Task requirements — Search the records that follow and extract every line containing the string "backend".

[Source data]
────

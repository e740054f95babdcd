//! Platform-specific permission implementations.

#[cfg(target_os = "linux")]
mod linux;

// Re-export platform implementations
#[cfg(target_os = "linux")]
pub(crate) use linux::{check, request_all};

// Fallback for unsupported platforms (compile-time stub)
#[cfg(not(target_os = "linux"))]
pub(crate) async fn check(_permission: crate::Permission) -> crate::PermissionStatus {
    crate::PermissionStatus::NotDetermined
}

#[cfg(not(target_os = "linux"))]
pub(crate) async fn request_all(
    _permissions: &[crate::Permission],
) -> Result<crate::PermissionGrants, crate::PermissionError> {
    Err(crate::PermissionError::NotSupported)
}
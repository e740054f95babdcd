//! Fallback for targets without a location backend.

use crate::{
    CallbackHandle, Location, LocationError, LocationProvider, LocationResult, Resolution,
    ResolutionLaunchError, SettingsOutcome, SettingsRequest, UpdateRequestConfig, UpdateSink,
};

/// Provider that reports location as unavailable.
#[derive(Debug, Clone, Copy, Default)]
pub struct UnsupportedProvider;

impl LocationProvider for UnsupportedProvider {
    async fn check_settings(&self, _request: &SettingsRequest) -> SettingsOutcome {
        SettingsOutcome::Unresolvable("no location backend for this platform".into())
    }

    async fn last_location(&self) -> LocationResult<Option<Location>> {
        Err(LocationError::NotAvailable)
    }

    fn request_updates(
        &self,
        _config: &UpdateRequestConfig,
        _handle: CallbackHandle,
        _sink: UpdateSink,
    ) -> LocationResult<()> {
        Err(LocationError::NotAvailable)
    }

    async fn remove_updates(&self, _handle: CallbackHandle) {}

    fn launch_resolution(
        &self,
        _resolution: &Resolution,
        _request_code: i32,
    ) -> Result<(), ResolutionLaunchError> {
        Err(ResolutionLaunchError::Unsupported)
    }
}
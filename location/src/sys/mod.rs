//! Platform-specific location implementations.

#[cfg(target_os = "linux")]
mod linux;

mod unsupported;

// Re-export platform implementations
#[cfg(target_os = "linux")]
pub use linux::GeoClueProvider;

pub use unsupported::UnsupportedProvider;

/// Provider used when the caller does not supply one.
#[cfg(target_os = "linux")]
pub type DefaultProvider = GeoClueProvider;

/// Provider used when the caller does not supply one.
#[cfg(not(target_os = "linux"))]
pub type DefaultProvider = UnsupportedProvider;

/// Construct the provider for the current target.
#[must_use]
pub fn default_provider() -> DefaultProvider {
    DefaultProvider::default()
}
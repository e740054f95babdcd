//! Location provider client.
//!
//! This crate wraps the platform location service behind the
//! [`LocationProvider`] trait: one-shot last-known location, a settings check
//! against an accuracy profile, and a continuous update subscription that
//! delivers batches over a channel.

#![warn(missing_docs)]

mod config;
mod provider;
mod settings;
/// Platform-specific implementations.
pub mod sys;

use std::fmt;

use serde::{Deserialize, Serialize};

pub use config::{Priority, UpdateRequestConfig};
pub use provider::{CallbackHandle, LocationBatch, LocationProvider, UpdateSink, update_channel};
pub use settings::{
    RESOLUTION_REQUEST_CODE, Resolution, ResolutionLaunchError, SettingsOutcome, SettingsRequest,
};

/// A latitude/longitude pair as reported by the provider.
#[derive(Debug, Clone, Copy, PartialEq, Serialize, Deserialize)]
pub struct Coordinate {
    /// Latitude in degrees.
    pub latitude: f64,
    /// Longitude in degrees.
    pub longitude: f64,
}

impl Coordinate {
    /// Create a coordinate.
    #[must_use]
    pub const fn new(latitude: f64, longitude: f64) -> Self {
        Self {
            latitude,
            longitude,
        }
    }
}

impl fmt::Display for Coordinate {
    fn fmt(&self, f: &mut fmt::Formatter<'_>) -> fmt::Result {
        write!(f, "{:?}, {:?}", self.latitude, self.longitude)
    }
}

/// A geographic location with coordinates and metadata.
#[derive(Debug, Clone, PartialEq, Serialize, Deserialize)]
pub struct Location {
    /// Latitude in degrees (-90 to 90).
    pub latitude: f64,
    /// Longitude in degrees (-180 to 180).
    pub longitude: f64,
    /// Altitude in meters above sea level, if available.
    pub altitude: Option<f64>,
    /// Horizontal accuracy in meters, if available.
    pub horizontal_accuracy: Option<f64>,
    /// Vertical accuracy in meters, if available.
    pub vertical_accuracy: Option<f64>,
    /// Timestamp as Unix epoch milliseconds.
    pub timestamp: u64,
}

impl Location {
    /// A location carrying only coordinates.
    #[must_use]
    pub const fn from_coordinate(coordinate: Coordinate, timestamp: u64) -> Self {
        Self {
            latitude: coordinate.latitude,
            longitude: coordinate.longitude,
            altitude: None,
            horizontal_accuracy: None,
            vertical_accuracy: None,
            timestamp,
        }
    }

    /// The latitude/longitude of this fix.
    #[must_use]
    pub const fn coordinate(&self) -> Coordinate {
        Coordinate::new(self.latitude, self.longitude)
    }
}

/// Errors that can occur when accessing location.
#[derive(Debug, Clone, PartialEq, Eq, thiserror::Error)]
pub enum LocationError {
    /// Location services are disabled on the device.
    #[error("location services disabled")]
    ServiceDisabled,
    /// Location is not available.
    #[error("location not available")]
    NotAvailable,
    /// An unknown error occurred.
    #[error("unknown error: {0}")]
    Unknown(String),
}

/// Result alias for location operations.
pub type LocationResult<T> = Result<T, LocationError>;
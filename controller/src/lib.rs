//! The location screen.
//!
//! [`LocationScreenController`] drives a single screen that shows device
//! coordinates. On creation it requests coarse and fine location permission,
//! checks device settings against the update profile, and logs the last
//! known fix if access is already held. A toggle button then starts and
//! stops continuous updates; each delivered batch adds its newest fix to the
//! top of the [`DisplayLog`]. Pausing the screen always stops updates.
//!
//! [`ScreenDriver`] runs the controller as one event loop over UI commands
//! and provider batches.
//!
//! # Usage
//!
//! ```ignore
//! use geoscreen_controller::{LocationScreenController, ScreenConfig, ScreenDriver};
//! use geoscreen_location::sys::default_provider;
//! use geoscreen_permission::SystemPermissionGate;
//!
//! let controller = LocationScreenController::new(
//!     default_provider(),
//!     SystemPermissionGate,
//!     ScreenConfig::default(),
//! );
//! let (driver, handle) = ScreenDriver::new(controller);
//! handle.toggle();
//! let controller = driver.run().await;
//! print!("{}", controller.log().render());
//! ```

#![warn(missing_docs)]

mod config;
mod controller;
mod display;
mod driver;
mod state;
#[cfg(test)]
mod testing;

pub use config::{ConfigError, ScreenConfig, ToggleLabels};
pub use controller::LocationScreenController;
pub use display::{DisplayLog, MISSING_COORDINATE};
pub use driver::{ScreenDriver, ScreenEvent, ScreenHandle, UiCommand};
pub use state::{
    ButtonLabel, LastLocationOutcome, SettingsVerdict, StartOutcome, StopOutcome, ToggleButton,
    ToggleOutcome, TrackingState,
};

────

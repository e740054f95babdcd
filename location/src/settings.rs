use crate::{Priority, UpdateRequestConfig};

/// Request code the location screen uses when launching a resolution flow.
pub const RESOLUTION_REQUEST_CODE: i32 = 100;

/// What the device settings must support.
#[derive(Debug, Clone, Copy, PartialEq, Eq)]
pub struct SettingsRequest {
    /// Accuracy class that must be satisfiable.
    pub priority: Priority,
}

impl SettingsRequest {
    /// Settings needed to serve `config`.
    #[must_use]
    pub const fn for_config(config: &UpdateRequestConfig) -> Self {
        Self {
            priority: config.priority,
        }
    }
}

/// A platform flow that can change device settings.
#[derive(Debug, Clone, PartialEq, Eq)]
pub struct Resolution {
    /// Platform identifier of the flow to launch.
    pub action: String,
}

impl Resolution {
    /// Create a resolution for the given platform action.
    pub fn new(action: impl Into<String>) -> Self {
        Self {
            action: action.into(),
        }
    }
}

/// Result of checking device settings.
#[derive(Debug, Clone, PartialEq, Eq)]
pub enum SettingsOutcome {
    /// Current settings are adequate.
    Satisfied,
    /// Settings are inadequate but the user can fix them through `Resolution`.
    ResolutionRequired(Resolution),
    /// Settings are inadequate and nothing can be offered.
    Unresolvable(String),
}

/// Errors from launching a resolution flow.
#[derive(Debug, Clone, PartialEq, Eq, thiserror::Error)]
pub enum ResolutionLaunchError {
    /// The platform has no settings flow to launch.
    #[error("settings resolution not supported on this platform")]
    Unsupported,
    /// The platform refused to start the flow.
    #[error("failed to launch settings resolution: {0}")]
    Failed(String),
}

────

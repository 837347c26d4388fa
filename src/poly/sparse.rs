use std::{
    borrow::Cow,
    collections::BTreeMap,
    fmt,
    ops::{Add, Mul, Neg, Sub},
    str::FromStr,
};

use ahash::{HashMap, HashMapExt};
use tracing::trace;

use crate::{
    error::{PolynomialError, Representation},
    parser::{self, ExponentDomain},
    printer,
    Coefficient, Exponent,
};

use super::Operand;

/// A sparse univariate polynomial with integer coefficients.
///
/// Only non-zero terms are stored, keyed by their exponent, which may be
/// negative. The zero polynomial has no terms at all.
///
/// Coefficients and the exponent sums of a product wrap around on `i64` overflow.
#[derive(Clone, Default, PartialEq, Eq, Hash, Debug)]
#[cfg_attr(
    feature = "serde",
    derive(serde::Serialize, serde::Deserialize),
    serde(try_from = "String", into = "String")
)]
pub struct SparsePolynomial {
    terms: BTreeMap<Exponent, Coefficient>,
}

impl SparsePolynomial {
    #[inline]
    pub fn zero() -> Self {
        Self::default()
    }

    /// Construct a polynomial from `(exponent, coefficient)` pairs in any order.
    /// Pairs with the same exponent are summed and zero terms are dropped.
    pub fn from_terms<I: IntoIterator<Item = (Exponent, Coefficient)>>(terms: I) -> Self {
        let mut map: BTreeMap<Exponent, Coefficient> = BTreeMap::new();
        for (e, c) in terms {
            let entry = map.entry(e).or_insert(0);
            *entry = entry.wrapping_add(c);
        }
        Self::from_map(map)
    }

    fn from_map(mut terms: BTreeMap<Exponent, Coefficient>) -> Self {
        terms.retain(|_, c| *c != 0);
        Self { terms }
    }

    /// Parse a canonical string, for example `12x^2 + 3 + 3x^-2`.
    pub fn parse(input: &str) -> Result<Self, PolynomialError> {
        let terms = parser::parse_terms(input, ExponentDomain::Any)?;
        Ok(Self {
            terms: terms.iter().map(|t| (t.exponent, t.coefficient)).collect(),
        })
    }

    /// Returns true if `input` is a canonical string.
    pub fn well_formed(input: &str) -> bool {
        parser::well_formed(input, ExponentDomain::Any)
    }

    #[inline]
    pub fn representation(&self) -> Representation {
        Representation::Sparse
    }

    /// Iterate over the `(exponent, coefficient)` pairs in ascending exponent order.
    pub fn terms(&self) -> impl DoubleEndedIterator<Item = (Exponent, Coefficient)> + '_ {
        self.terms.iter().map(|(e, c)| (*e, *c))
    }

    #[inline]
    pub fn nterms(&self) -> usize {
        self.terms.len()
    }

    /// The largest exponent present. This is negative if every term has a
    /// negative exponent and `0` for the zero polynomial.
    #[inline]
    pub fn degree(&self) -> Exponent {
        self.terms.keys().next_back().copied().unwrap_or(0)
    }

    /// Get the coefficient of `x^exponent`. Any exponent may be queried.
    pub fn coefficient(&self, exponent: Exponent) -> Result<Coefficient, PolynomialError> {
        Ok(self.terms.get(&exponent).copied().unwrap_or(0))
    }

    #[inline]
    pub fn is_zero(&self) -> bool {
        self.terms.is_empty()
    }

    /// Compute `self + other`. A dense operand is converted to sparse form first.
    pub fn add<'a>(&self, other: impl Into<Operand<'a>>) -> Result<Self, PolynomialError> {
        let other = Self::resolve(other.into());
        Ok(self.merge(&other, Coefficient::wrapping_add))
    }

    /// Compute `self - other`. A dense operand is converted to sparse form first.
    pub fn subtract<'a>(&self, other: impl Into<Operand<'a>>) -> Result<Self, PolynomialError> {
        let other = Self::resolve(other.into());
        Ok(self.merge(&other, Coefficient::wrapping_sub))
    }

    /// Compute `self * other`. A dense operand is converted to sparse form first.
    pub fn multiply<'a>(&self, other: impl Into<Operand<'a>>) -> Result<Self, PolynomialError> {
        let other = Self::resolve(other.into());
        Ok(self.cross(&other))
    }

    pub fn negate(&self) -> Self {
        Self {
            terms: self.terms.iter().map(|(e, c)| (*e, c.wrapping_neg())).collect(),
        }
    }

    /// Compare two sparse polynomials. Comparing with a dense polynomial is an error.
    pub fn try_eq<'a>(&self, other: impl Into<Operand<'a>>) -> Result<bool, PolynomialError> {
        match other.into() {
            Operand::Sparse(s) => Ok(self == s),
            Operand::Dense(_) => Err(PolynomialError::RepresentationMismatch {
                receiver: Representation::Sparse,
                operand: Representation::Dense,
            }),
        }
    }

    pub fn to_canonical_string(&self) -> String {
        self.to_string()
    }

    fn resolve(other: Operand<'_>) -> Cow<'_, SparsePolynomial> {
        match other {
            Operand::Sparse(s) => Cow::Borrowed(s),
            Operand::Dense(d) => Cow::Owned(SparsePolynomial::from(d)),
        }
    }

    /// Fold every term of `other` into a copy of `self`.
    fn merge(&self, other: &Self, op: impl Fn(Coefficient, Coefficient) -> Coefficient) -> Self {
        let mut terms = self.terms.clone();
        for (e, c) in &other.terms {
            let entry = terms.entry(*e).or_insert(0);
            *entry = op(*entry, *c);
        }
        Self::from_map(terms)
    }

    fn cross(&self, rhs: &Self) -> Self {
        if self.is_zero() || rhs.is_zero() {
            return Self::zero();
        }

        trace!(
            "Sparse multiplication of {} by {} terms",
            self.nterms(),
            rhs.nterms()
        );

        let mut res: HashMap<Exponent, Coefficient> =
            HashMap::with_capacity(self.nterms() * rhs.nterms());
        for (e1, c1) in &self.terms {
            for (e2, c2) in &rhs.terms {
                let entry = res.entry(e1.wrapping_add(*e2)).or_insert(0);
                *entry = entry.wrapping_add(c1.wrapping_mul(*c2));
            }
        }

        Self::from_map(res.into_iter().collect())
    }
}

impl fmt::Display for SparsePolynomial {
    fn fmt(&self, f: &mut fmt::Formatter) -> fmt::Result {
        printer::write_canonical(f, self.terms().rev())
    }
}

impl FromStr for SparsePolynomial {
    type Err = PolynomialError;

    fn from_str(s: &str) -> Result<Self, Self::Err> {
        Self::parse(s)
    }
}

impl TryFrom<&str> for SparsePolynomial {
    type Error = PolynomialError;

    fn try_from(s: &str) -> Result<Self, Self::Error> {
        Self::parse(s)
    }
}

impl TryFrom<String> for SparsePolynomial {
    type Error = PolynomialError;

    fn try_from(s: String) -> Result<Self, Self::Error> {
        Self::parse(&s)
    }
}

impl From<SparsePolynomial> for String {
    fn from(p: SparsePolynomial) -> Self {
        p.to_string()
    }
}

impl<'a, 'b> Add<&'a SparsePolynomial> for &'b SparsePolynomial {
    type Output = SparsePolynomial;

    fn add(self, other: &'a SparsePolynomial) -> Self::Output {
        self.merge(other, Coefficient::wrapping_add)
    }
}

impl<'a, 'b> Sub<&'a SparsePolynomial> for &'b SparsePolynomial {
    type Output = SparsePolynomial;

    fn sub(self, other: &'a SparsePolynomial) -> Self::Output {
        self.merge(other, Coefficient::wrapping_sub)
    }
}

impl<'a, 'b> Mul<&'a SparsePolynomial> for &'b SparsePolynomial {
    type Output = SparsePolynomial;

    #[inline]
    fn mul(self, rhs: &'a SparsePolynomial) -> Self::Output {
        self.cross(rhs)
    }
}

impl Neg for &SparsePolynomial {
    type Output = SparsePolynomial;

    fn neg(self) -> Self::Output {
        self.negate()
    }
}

────

Expected answer —
//! Fallback for targets without a location backend.
        SettingsOutcome::Unresolvable("no location backend for this platform".into())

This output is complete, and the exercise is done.